use serde::Deserialize;

/// Default number of rows requested per API page.
const DEFAULT_PAGE_SIZE: u64 = 100;

fn default_page_size() -> u64 {
    DEFAULT_PAGE_SIZE
}

/// Pipeline behavior settings.
#[derive(Debug, Clone, Deserialize)]
#[serde(rename_all = "snake_case")]
pub struct PipelineConfig {
    /// Number of rows requested per page, for both fetch strategies.
    #[serde(default = "default_page_size")]
    pub page_size: u64,
    /// Ceiling on concurrently in-flight page requests during windowed
    /// fetches. `None` launches every page at once.
    #[serde(default)]
    pub max_concurrent_pages: Option<usize>,
}

impl Default for PipelineConfig {
    fn default() -> Self {
        Self {
            page_size: DEFAULT_PAGE_SIZE,
            max_concurrent_pages: None,
        }
    }
}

-*-*-

Of all the entries above, how many lines contain "Deserialize"? Give the number alone.

2